The topographies before and after reconstruction of the river channel are presented in Figure 2; these were provided by the Xi’an Water Conservancy Planning Survey and Design Institute, China. For irregular land boundaries, a high-quality unstructured mesh is of great importance to ensuring an accurate numerical simulation. The computational meshes in this study were generated using the Mesh Generator provided by MIKE software. To ensure the quality of the generated mesh, three parameters, the maximum element area, the smallest allowable angle, and the maximum number of nodes, were provided by Mesh Generator. In this study, we chose the maximum element area as 150 m², the smallest allowable angle as 29 degrees, and the maximum number of nodes as 100,000. For the computational domain before reconstruction, there were a total of 17132 elements, while a total of 18411 elements were generated in the mesh of the computational domain after reconstruction. The two sets of meshes before and after local reconstruction were used to investigate the impacts of local reconstruction of the river channel on flooding. Note that the artificial islands, which may be submerged during floods, were identified automatically by the wet and dry boundary method during the simulation.

(a)

(b)

The Manning coefficient n, which represents the overall resistance of the channel bed, is one of the key parameters for flood simulation.
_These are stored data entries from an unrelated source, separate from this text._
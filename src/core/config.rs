//! Pipeline configuration from YAML

use crate::core::{command::Command, Pipeline, StageName};
use anyhow::{Context, Result};
use serde::{Deserialize, Serialize};
use serde_yaml::Value;
use std::collections::{HashMap, HashSet};
use std::path::Path;

const DEFAULT_SERVICE_TIMEOUT_SECS: u64 = 60;
const DEFAULT_SERVICE_INTERVAL_SECS: u64 = 5;
const MAX_SERVICE_WAIT_SECS: u64 = 24 * 60 * 60;

/// A command as written in the descriptor
#[derive(Debug, Clone, PartialEq, Eq, Serialize, Deserialize)]
#[serde(untagged)]
pub enum CommandSpec {
    /// A single line, split into words
    Line(String),
    /// An explicit argument vector
    Argv(Vec<String>),
}

impl CommandSpec {
    pub fn to_command(&self) -> Result<Command> {
        let command = match self {
            CommandSpec::Line(line) => Command::parse(line),
            CommandSpec::Argv(argv) => Command::from_argv(argv),
        };
        command.with_context(|| format!("Invalid command: {}", self))
    }
}

impl std::fmt::Display for CommandSpec {
    fn fmt(&self, f: &mut std::fmt::Formatter<'_>) -> std::fmt::Result {
        match self {
            CommandSpec::Line(line) => f.write_str(line),
            CommandSpec::Argv(argv) => write!(f, "{:?}", argv),
        }
    }
}

/// Top-level pipeline configuration loaded from YAML
#[derive(Debug, Clone, Serialize, Deserialize)]
pub struct PipelineConfig {
    /// Pipeline name
    pub name: String,

    /// Language the project is written in (informational)
    #[serde(default)]
    pub language: Option<String>,

    /// Runtime version (informational)
    #[serde(default)]
    pub runtime: Option<String>,

    /// Environment injected into every command; a mapping or a list of KEY=VALUE
    #[serde(default)]
    env: Option<Value>,

    /// Timeout applied to each command (in seconds)
    #[serde(default)]
    pub command_timeout_secs: Option<u64>,

    /// Background services the script stage depends on
    #[serde(default)]
    pub services: Vec<ServiceConfig>,

    #[serde(default)]
    pub before_install: Vec<CommandSpec>,

    #[serde(default)]
    pub install: Vec<CommandSpec>,

    #[serde(default)]
    pub script: Vec<CommandSpec>,

    #[serde(default)]
    pub after_success: Vec<CommandSpec>,

    #[serde(default)]
    pub after_failure: Vec<CommandSpec>,

    /// Coverage reporting settings
    #[serde(default)]
    pub coverage: Option<CoverageConfig>,
}

/// A background service declaration
#[derive(Debug, Clone, Serialize, Deserialize)]
pub struct ServiceConfig {
    /// Unique service name
    pub name: String,

    /// Command that brings the service up
    #[serde(default)]
    pub start: Option<CommandSpec>,

    /// Command that tears the service down
    #[serde(default)]
    pub stop: Option<CommandSpec>,

    /// How to tell the service is usable
    pub readiness: ReadinessConfig,

    /// Give up waiting after this many seconds
    #[serde(default = "default_service_timeout")]
    pub timeout_secs: u64,

    /// Seconds between readiness checks
    #[serde(default = "default_service_interval")]
    pub interval_secs: u64,
}

/// Readiness check configuration; exactly one field must be set
#[derive(Debug, Clone, Default, Serialize, Deserialize)]
pub struct ReadinessConfig {
    #[serde(default)]
    pub http: Option<HttpProbeConfig>,

    #[serde(default)]
    pub command: Option<CommandSpec>,
}

/// HTTP readiness probe
#[derive(Debug, Clone, Serialize, Deserialize)]
pub struct HttpProbeConfig {
    pub url: String,

    #[serde(default)]
    pub method: ProbeMethod,
}

#[derive(Debug, Clone, Copy, Default, PartialEq, Eq, Serialize, Deserialize)]
#[serde(rename_all = "lowercase")]
pub enum ProbeMethod {
    #[default]
    Head,
    Get,
}

impl ProbeMethod {
    pub fn as_str(&self) -> &'static str {
        match self {
            ProbeMethod::Head => "HEAD",
            ProbeMethod::Get => "GET",
        }
    }
}

/// Coverage upload configuration
#[derive(Debug, Clone, Serialize, Deserialize)]
pub struct CoverageConfig {
    /// File produced by the script stage
    pub artifact: String,

    /// Endpoint receiving the upload
    pub endpoint: String,

    /// Name of the environment variable holding the upload token
    #[serde(default)]
    pub token_env: Option<String>,
}

fn default_service_timeout() -> u64 {
    DEFAULT_SERVICE_TIMEOUT_SECS
}

fn default_service_interval() -> u64 {
    DEFAULT_SERVICE_INTERVAL_SECS
}

fn scalar_to_string(value: &Value) -> String {
    match value {
        Value::String(s) => s.clone(),
        Value::Bool(b) => b.to_string(),
        Value::Number(n) => n.to_string(),
        Value::Null => String::new(),
        other => serde_yaml::to_string(other)
            .map(|s| s.trim_end().to_string())
            .unwrap_or_default(),
    }
}

impl PipelineConfig {
    /// Load pipeline configuration from a YAML file
    pub fn from_file<P: AsRef<Path>>(path: P) -> Result<Self> {
        let path = path.as_ref();
        let content = std::fs::read_to_string(path)
            .with_context(|| format!("Failed to read {}", path.display()))?;
        Self::from_yaml(&content)
    }

    /// Parse pipeline configuration from YAML string
    pub fn from_yaml(yaml: &str) -> Result<Self> {
        let config: PipelineConfig = serde_yaml::from_str(yaml)?;
        config.validate()?;
        Ok(config)
    }

    /// Commands declared for a stage
    pub fn stage_commands(&self, stage: StageName) -> &[CommandSpec] {
        match stage {
            StageName::BeforeInstall => &self.before_install,
            StageName::Install => &self.install,
            StageName::Script => &self.script,
            StageName::AfterSuccess => &self.after_success,
            StageName::AfterFailure => &self.after_failure,
        }
    }

    /// Validate the pipeline configuration
    pub fn validate(&self) -> Result<()> {
        if self.name.trim().is_empty() {
            anyhow::bail!("Pipeline name must not be empty");
        }

        if self.script.is_empty() {
            anyhow::bail!("Pipeline '{}' declares no script commands", self.name);
        }

        for stage in StageName::ALL {
            for spec in self.stage_commands(stage) {
                spec.to_command()
                    .with_context(|| format!("In stage '{}'", stage))?;
            }
        }

        if self.command_timeout_secs == Some(0) {
            anyhow::bail!("command_timeout_secs must be greater than zero");
        }

        self.get_env()?;

        let mut seen_services = HashSet::new();
        for service in &self.services {
            if !seen_services.insert(&service.name) {
                anyhow::bail!("Duplicate service name: {}", service.name);
            }
            service
                .validate()
                .with_context(|| format!("In service '{}'", service.name))?;
        }

        if let Some(coverage) = &self.coverage {
            if coverage.artifact.trim().is_empty() {
                anyhow::bail!("Coverage artifact path must not be empty");
            }
            reqwest::Url::parse(&coverage.endpoint)
                .with_context(|| format!("Invalid coverage endpoint: {}", coverage.endpoint))?;
        }

        Ok(())
    }

    /// Get the environment as a string map
    pub fn get_env(&self) -> Result<HashMap<String, String>> {
        let mut env = HashMap::new();

        match &self.env {
            None | Some(Value::Null) => {}
            Some(Value::Mapping(map)) => {
                for (key, value) in map {
                    let key = key
                        .as_str()
                        .with_context(|| format!("Environment key must be a string: {:?}", key))?;
                    env.insert(key.to_string(), scalar_to_string(value));
                }
            }
            Some(Value::Sequence(entries)) => {
                // Travis-style list of KEY=VALUE entries
                for entry in entries {
                    let entry = scalar_to_string(entry);
                    let (key, value) = entry
                        .split_once('=')
                        .with_context(|| format!("Invalid environment entry: {}", entry))?;
                    env.insert(key.trim().to_string(), value.to_string());
                }
            }
            Some(other) => {
                anyhow::bail!("env must be a mapping or a list, got {:?}", other);
            }
        }

        Ok(env)
    }

    /// Convert config to a Pipeline domain model
    pub fn to_pipeline(&self) -> Result<Pipeline> {
        Pipeline::from_config(self)
    }
}

impl ServiceConfig {
    fn validate(&self) -> Result<()> {
        if self.name.trim().is_empty() {
            anyhow::bail!("Service name must not be empty");
        }
        if self.timeout_secs == 0 {
            anyhow::bail!("timeout_secs must be greater than zero");
        }
        if self.interval_secs == 0 {
            anyhow::bail!("interval_secs must be greater than zero");
        }
        if self.timeout_secs > MAX_SERVICE_WAIT_SECS || self.interval_secs > MAX_SERVICE_WAIT_SECS {
            anyhow::bail!(
                "timeout_secs and interval_secs must not exceed {} seconds",
                MAX_SERVICE_WAIT_SECS
            );
        }
        for spec in self.start.iter().chain(self.stop.iter()) {
            spec.to_command()?;
        }

        match (&self.readiness.http, &self.readiness.command) {
            (Some(http), None) => {
                reqwest::Url::parse(&http.url)
                    .with_context(|| format!("Invalid readiness URL: {}", http.url))?;
            }
            (None, Some(command)) => {
                command.to_command()?;
            }
            (Some(_), Some(_)) => {
                anyhow::bail!("readiness must declare either 'http' or 'command', not both")
            }
            (None, None) => anyhow::bail!("readiness must declare 'http' or 'command'"),
        }

        Ok(())
    }
}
In this study, a constant Manning coefficient (n = 0.03 m^−1/3s) was used, which was calibrated by results of a physical model, as detailed in the following section.

Boundary conditions at the upstream and downstream cross sections are also important and have to be specified carefully. In this study, steady-state conditions were taken into account to provide guides for engineering design. Hence, maximum flood discharges were used at the upstream boundary, and constant water levels were used at the downstream boundary. Two scenarios with 10-year and 100-year floods are analyzed in this study. From hydrological analysis, the peak discharges of 10-year and 100-year floods in this river are 1700 m³/s and 3300 m³/s, respectively. Water levels at the downstream boundary are affected by several factors such as the topography of the downstream channel and the water level of the Wei River downstream. After careful analysis, the corresponding water levels at downstream boundary are determined to be 369.48 m and 370.55 m for the 10-year and 100-year floods, respectively. Due to the steady-state condition, the initial water levels can be set arbitrarily, and in this study, constant water level the same as the water level at the downstream boundary was used and the initial velocities were set to zeros.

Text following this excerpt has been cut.